Provided records —
==*==
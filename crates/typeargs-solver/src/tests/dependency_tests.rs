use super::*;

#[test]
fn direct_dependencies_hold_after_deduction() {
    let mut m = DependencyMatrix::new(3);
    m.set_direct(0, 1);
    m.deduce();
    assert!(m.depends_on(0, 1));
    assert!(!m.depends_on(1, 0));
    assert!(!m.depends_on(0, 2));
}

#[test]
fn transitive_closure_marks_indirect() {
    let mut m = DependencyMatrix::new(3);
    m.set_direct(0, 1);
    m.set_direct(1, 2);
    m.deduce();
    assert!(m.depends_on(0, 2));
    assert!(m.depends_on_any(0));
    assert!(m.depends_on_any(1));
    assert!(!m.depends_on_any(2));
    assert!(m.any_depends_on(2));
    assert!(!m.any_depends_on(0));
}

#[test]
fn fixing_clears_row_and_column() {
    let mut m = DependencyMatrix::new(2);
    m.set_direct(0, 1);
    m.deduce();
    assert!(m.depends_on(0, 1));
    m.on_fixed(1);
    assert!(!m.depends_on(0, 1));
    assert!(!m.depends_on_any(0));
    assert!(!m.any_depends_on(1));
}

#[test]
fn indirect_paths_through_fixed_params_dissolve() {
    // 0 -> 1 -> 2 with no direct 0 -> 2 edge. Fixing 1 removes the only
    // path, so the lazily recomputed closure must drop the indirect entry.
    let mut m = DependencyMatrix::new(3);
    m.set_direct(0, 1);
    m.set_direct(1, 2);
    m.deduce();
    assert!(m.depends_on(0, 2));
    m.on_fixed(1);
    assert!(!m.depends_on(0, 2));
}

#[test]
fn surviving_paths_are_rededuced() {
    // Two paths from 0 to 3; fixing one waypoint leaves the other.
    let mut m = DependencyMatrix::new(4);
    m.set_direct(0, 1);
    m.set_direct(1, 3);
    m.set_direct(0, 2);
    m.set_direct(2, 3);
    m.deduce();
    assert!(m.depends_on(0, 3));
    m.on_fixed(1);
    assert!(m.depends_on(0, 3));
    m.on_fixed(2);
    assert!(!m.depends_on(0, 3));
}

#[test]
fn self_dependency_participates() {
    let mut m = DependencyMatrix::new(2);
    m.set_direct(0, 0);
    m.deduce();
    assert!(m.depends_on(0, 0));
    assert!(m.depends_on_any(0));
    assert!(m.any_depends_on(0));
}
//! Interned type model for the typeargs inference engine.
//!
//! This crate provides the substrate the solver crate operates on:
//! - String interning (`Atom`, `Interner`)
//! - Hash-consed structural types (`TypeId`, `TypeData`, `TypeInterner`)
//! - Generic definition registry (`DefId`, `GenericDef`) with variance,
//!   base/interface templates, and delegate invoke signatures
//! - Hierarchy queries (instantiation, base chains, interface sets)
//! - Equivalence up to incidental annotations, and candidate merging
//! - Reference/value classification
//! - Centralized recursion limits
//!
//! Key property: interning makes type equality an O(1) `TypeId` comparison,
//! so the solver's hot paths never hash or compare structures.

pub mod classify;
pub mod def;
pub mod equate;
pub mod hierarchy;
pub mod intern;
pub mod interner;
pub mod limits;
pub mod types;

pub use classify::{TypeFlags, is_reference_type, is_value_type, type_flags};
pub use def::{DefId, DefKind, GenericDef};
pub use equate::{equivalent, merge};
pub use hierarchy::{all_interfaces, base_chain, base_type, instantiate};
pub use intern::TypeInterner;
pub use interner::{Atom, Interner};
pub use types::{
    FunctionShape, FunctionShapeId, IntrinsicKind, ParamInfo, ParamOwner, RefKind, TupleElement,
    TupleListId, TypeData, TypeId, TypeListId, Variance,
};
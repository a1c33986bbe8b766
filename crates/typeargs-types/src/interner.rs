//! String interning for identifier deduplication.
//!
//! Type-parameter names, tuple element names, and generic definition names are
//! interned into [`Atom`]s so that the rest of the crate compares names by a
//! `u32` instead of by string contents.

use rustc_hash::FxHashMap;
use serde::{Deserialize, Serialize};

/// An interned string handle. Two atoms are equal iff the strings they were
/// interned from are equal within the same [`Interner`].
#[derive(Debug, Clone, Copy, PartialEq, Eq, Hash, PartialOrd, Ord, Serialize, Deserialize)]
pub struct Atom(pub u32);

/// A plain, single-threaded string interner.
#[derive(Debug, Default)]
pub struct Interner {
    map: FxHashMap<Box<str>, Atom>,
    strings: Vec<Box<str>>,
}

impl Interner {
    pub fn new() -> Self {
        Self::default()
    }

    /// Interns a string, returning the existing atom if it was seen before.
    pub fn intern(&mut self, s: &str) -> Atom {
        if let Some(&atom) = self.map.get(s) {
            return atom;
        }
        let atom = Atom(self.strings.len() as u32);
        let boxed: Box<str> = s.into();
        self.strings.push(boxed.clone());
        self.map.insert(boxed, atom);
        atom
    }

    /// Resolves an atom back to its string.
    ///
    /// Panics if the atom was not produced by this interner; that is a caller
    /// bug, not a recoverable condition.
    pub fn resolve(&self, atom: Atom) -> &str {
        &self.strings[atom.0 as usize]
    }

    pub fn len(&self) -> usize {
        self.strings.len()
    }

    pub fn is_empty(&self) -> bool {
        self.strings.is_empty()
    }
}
==*==
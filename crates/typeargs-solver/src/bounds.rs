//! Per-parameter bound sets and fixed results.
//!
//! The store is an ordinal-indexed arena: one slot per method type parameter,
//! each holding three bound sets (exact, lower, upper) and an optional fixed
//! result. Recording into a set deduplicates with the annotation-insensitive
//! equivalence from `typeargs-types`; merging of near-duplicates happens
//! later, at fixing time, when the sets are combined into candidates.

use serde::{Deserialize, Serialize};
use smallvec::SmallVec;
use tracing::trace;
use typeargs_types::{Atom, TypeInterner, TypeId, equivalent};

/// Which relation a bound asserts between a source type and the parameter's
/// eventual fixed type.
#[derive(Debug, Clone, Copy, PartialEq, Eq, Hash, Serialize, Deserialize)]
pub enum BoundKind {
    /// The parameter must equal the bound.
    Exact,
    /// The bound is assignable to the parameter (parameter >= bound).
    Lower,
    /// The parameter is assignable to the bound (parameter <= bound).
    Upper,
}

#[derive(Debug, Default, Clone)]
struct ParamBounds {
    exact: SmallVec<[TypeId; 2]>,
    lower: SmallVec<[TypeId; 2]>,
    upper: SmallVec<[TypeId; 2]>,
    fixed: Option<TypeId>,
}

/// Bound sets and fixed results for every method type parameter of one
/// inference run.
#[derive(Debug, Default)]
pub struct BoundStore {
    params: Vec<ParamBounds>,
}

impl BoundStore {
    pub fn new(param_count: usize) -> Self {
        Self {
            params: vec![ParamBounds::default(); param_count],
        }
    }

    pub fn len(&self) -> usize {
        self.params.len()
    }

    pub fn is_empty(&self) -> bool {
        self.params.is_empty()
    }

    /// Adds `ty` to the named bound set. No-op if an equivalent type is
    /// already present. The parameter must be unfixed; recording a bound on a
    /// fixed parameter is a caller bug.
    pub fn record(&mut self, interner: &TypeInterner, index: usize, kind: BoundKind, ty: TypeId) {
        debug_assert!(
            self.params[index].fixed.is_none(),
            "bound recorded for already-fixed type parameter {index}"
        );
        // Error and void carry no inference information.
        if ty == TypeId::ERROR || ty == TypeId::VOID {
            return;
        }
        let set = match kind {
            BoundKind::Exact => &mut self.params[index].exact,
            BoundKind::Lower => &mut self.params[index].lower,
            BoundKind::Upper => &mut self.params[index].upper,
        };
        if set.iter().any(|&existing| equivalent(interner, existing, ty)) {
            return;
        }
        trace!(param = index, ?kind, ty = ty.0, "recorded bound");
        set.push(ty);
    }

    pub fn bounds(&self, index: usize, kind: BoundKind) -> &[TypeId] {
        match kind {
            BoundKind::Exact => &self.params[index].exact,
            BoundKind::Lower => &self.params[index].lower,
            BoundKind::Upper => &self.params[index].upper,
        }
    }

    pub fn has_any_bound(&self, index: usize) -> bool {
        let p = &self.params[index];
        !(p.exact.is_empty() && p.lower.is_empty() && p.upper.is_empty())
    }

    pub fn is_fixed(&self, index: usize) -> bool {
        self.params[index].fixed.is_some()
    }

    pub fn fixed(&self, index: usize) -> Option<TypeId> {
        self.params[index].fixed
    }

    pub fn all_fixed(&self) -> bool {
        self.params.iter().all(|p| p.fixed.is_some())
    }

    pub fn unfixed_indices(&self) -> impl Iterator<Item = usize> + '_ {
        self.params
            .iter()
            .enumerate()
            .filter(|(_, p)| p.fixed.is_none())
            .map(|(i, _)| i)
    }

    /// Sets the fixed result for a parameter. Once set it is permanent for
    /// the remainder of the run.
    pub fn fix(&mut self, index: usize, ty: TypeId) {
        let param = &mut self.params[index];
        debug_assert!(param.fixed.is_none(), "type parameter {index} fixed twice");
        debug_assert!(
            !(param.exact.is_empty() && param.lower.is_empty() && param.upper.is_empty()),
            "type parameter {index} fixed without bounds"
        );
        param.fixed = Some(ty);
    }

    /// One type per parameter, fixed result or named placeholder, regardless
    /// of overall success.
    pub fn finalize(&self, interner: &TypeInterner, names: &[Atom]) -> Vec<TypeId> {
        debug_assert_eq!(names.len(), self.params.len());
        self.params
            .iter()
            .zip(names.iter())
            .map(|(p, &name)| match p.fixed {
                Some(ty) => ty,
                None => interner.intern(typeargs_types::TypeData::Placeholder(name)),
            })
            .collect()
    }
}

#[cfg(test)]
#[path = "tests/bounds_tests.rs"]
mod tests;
==*==
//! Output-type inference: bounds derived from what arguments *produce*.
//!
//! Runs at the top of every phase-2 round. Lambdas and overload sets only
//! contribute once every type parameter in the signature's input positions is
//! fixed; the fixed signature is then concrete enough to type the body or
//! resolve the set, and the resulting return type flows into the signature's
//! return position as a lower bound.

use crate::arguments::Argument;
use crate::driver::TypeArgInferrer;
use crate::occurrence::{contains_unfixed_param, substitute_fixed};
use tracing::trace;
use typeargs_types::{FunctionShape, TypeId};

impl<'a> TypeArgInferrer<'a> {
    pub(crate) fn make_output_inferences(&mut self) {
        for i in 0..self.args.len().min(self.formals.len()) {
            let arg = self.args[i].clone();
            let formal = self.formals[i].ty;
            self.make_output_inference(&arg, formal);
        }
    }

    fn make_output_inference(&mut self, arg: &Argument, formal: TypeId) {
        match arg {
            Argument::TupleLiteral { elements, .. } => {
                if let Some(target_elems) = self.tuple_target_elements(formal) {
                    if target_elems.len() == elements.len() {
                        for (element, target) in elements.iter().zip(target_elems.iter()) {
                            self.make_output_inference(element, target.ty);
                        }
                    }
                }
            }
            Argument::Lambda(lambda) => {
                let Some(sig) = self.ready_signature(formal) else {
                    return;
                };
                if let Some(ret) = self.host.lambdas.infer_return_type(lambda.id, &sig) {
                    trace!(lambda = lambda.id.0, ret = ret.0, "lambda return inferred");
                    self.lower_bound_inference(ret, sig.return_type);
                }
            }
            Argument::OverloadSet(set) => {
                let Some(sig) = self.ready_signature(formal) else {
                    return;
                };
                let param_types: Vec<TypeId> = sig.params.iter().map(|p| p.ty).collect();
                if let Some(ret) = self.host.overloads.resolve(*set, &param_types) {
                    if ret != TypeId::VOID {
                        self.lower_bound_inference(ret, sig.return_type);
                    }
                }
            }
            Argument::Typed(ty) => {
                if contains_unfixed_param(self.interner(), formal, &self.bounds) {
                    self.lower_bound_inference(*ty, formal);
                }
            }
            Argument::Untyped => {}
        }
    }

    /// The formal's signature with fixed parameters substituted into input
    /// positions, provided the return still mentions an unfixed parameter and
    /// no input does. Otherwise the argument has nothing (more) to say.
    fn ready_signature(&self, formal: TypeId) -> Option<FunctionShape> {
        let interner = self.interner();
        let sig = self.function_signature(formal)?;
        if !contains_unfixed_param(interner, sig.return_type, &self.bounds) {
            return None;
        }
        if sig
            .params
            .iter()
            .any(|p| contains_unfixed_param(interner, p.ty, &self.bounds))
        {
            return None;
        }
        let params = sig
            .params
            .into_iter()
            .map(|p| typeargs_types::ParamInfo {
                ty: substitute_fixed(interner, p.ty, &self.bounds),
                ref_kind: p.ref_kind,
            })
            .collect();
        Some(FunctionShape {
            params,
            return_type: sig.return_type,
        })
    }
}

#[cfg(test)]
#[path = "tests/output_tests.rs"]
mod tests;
==*==
Exercise directions — Give, as a single number, the count of lines in the material above that contain the string "FunctionShape".

Answer for the task — 4